This article presents a comprehensive survey of clinical, subjective, and physical measures of the effect of ERT and HRT on
skin aging. Although limited in statistical power by both design and the small number of participants, this study demonstrates
a convincing clinical benefit to the skin from the three different regimens. The portion of the effect due to enhanced collagen
probably parallels the effect of estrogen on bone density, as type I collagen is the predominant collagen in both skin and
bone. From a clinical standpoint, womens subjective reaction to aging skin can be a powerful stimulus to initiate or continue
ERT/HRT. The benefits of a fuller dermis and less dryness can be directly touted as clear advantages of treatment.
Laurence J. Meyer, PhD, MD
Associate Professor, Dermatology
and Internal Medicine
University of Utah Health Sciences Center
Salt Lake City, UT
HRT moderates blood pressure gains in postmenopausal women
Scuteri A, Bos AJG, Brant LJ, et al. Hormone replacement therapy and
longitudinal changes in blood pressure in postmenopausal women. Ann Intern Med 2001(Aug 21);135:229-238.

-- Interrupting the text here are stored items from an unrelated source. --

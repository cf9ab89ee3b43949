//! Block Scheduler
//!
//! Groups incoming transactions into blocks of `avg_block_time` seconds.
//! Block `n` covers `[t_n, t_n + avg_block_time)` and is stamped `t_n`;
//! its transactions execute in arrival order once a later transaction (or
//! [`Blockchain::force_finish`]) closes it.
//!
//! Blocks are stamped with their start, not with the time they close. A
//! transaction therefore executes at a block timestamp at or before its own
//! request timestamp, and one landing exactly on `t_n + avg_block_time`
//! opens the next block.

use crate::errors::{ConfigError, SimulationError};
use crate::simulation::amm::Amm;
use crate::simulation::transaction::{ExecutedTransaction, Transaction};
use tracing::debug;

#[derive(Debug, Clone)]
pub struct Blockchain {
    avg_block_time: u64,
    current_block_timestamp: Option<u64>,
    current_block_number: u64,
    pending: Vec<Transaction>,
}

impl Blockchain {
    /// Scheduler whose first block starts at the first received transaction
    pub fn new(avg_block_time: u64) -> Result<Self, ConfigError> {
        if avg_block_time == 0 {
            return Err(ConfigError::ZeroBlockTime);
        }
        Ok(Self {
            avg_block_time,
            current_block_timestamp: None,
            current_block_number: 0,
            pending: Vec::new(),
        })
    }

    /// Scheduler whose first block starts at `start_timestamp`
    pub fn starting_at(avg_block_time: u64, start_timestamp: u64) -> Result<Self, ConfigError> {
        let mut chain = Self::new(avg_block_time)?;
        chain.current_block_timestamp = Some(start_timestamp);
        Ok(chain)
    }

    pub fn avg_block_time(&self) -> u64 {
        self.avg_block_time
    }

    pub fn current_block_timestamp(&self) -> Option<u64> {
        self.current_block_timestamp
    }

    pub fn current_block_number(&self) -> u64 {
        self.current_block_number
    }

    pub fn pending(&self) -> &[Transaction] {
        &self.pending
    }

    /// Queue `transaction`, first closing every block that ends at or
    /// before its timestamp. Returns the transactions executed on the way.
    pub fn receive(
        &mut self,
        amm: &mut Amm,
        transaction: Transaction,
    ) -> Result<Vec<ExecutedTransaction>, SimulationError> {
        let executed = self.update(amm, transaction.timestamp)?;
        if self.current_block_timestamp.is_none() {
            self.current_block_timestamp = Some(transaction.timestamp);
        }
        self.pending.push(transaction);
        Ok(executed)
    }

    /// Advance the clock to `timestamp`, closing every block that ends at
    /// or before it.
    pub fn update(&mut self, amm: &mut Amm, timestamp: u64) -> Result<Vec<ExecutedTransaction>, SimulationError> {
        let mut executed = Vec::new();
        let Some(mut current) = self.current_block_timestamp else {
            return Ok(executed);
        };

        while timestamp >= current + self.avg_block_time {
            if self.pending.is_empty() {
                // Nothing to execute in the blocks in between
                let skipped = (timestamp - current) / self.avg_block_time;
                current += skipped * self.avg_block_time;
                self.current_block_number += skipped;
                self.current_block_timestamp = Some(current);
            } else {
                executed.extend(self.close_block(amm, current)?);
                current += self.avg_block_time;
            }
        }

        Ok(executed)
    }

    /// Execute whatever is still pending as a final block
    pub fn force_finish(&mut self, amm: &mut Amm) -> Result<Vec<ExecutedTransaction>, SimulationError> {
        match self.current_block_timestamp {
            Some(current) if !self.pending.is_empty() => self.close_block(amm, current),
            _ => Ok(Vec::new()),
        }
    }

    /// Drop pending transactions and rewind the clock. The pool is left alone.
    pub fn reset_state(&mut self) {
        self.current_block_timestamp = None;
        self.current_block_number = 0;
        self.pending.clear();
    }

    fn close_block(&mut self, amm: &mut Amm, block_timestamp: u64) -> Result<Vec<ExecutedTransaction>, SimulationError> {
        let block_number = self.current_block_number;
        let transactions = std::mem::take(&mut self.pending);
        debug!(block_number, block_timestamp, transactions = transactions.len(), "closing block");

        amm.begin_block(block_timestamp);

        let mut executed = Vec::with_capacity(transactions.len());
        for mut transaction in transactions {
            let pool_before = amm.pool().snapshot();
            amm.execute(&mut transaction, block_timestamp, block_number)?;
            executed.push(ExecutedTransaction {
                transaction,
                pool_before,
                pool_after: amm.pool().snapshot(),
            });
        }

        self.current_block_timestamp = Some(block_timestamp + self.avg_block_time);
        self.current_block_number += 1;
        Ok(executed)
    }
}

#[cfg(test)]
mod tests {
    use super::*;
    use crate::simulation::amm::AmmParameters;
    use crate::simulation::mitigator::OraclePolicy;
    use crate::simulation::transaction::{LiquidityRequest, SwapRequest, TransactionStatus};
    use crate::utils::fixed_point::expand_to_18_decimals;
    use primitive_types::U256;

    fn amm() -> Amm {
        Amm::new(&AmmParameters {
            token_x: "X".to_string(),
            token_y: "Y".to_string(),
            reserve_x: expand_to_18_decimals(10_000),
            reserve_y: expand_to_18_decimals(10_000),
            mitigation_enabled: false,
            window_size: 3_600,
            period_size: 300,
            granularity: 12,
            price_tolerance_threshold: 98,
            on_oracle_unavailable: OraclePolicy::Allow,
        })
        .unwrap()
    }

    fn mint(amm: &mut Amm, timestamp: u64) -> Transaction {
        amm.admit_mint(&LiquidityRequest {
            timestamp,
            x_amount: U256::one(),
            y_amount: U256::one(),
        })
    }

    #[test]
    fn test_zero_block_time_rejected() {
        assert_eq!(Blockchain::new(0).unwrap_err(), ConfigError::ZeroBlockTime);
    }

    #[test]
    fn test_same_block_keeps_submission_order() {
        let mut amm = amm();
        let mut chain = Blockchain::starting_at(10, 0).unwrap();

        for timestamp in [5, 3, 9] {
            let tx = mint(&mut amm, timestamp);
            assert!(chain.receive(&mut amm, tx).unwrap().is_empty());
        }
        assert_eq!(chain.pending().len(), 3);

        let executed = chain.force_finish(&mut amm).unwrap();
        let ids: Vec<u64> = executed.iter().map(|e| e.transaction.id).collect();
        assert_eq!(ids, vec![0, 1, 2]);
        for e in &executed {
            assert_eq!(e.transaction.block_timestamp, Some(0));
            assert_eq!(e.transaction.block_number, Some(0));
            assert_eq!(e.transaction.status, TransactionStatus::Success);
        }
        assert!(chain.pending().is_empty());
        assert_eq!(chain.current_block_number(), 1);
    }

    #[test]
    fn test_blocks_close_on_boundary() {
        let mut amm = amm();
        let mut chain = Blockchain::new(10).unwrap();

        let tx = mint(&mut amm, 100);
        assert!(chain.receive(&mut amm, tx).unwrap().is_empty());
        assert_eq!(chain.current_block_timestamp(), Some(100));

        let tx = mint(&mut amm, 109);
        assert!(chain.receive(&mut amm, tx).unwrap().is_empty());

        // 110 starts the next block and closes the first one
        let tx = mint(&mut amm, 110);
        let executed = chain.receive(&mut amm, tx).unwrap();
        assert_eq!(executed.len(), 2);
        assert!(executed.iter().all(|e| e.transaction.block_timestamp == Some(100)));
        assert_eq!(chain.current_block_timestamp(), Some(110));
        assert_eq!(chain.current_block_number(), 1);
    }

    #[test]
    fn test_empty_blocks_are_skipped() {
        let mut amm = amm();
        let mut chain = Blockchain::new(12).unwrap();

        let tx = mint(&mut amm, 0);
        chain.receive(&mut amm, tx).unwrap();
        let tx = mint(&mut amm, 125);
        let executed = chain.receive(&mut amm, tx).unwrap();
        assert_eq!(executed.len(), 1);
        assert_eq!(executed[0].transaction.block_number, Some(0));

        let executed = chain.force_finish(&mut amm).unwrap();
        assert_eq!(executed[0].transaction.block_timestamp, Some(120));
        assert_eq!(executed[0].transaction.block_number, Some(10));
    }

    #[test]
    fn test_block_timestamp_not_after_request() {
        let mut amm = amm();
        let mut chain = Blockchain::new(12).unwrap();

        let mut executed = Vec::new();
        for timestamp in [1_000, 1_005, 1_011, 1_012, 1_023, 1_050, 1_200] {
            let tx = mint(&mut amm, timestamp);
            executed.extend(chain.receive(&mut amm, tx).unwrap());
        }
        executed.extend(chain.force_finish(&mut amm).unwrap());

        assert_eq!(executed.len(), 7);
        for e in &executed {
            let block_timestamp = e.transaction.block_timestamp.unwrap();
            assert!(block_timestamp <= e.transaction.timestamp);
            assert!(e.transaction.timestamp < block_timestamp + 12);
        }
        let stamps: Vec<u64> = executed.iter().map(|e| e.transaction.block_timestamp.unwrap()).collect();
        assert_eq!(stamps, vec![1_000, 1_000, 1_000, 1_012, 1_012, 1_048, 1_192]);
    }

    #[test]
    fn test_snapshots_surround_execution() {
        let mut amm = amm();
        let mut chain = Blockchain::new(12).unwrap();
        let tx = amm
            .admit_swap(&SwapRequest {
                timestamp: 0,
                token_in: "X".to_string(),
                token_out: "Y".to_string(),
                token_in_amount: expand_to_18_decimals(100),
                slippage_bps: 100,
            })
            .unwrap();
        chain.receive(&mut amm, tx).unwrap();

        let executed = chain.force_finish(&mut amm).unwrap();
        let e = &executed[0];
        assert_eq!(e.transaction.status, TransactionStatus::Success);
        assert_eq!(e.pool_before.reserve_x, expand_to_18_decimals(10_000));
        assert_eq!(e.pool_after.reserve_x, expand_to_18_decimals(10_100));
        assert!(e.pool_after.k >= e.pool_before.k);
    }

    #[test]
    fn test_reset_state() {
        let mut amm = amm();
        let mut chain = Blockchain::new(12).unwrap();
        let tx = mint(&mut amm, 50);
        chain.receive(&mut amm, tx).unwrap();

        chain.reset_state();
        assert!(chain.pending().is_empty());
        assert_eq!(chain.current_block_timestamp(), None);
        assert_eq!(chain.current_block_number(), 0);
        assert!(chain.force_finish(&mut amm).unwrap().is_empty());
        // Pool untouched by the dropped mint
        assert_eq!(amm.pool().reserve_x(), expand_to_18_decimals(10_000));
    }
}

Postmenopausal women taking hormone replacement therapy (estrogen plus
a progestin; HRT) have less of an increase in systolic blood pressure (BP) over time than women not taking HRT, according
to the Baltimore Longitudinal Study of Aging, an observational study that began recruiting participants in 1978. Cardiovascular
risk factors are among the measurements taken at baseline and every 2 years thereafter. For this report, data were analyzed
for 226 normotensive, postmenopausal women (mean age 64) with an average follow-up of 5.7 years (range 2 to 18 years); 77
were HRT users and 149 used neither drug. After adjustment for confounding factors, the average systolic BP increase was statistically
smaller in HRT users than in nonusers: 1.6 mm Hg (range 1.3-1.9 mm Hg) versus 8.9 mm Hg (range 8.6-9.2 mm Hg), respectively.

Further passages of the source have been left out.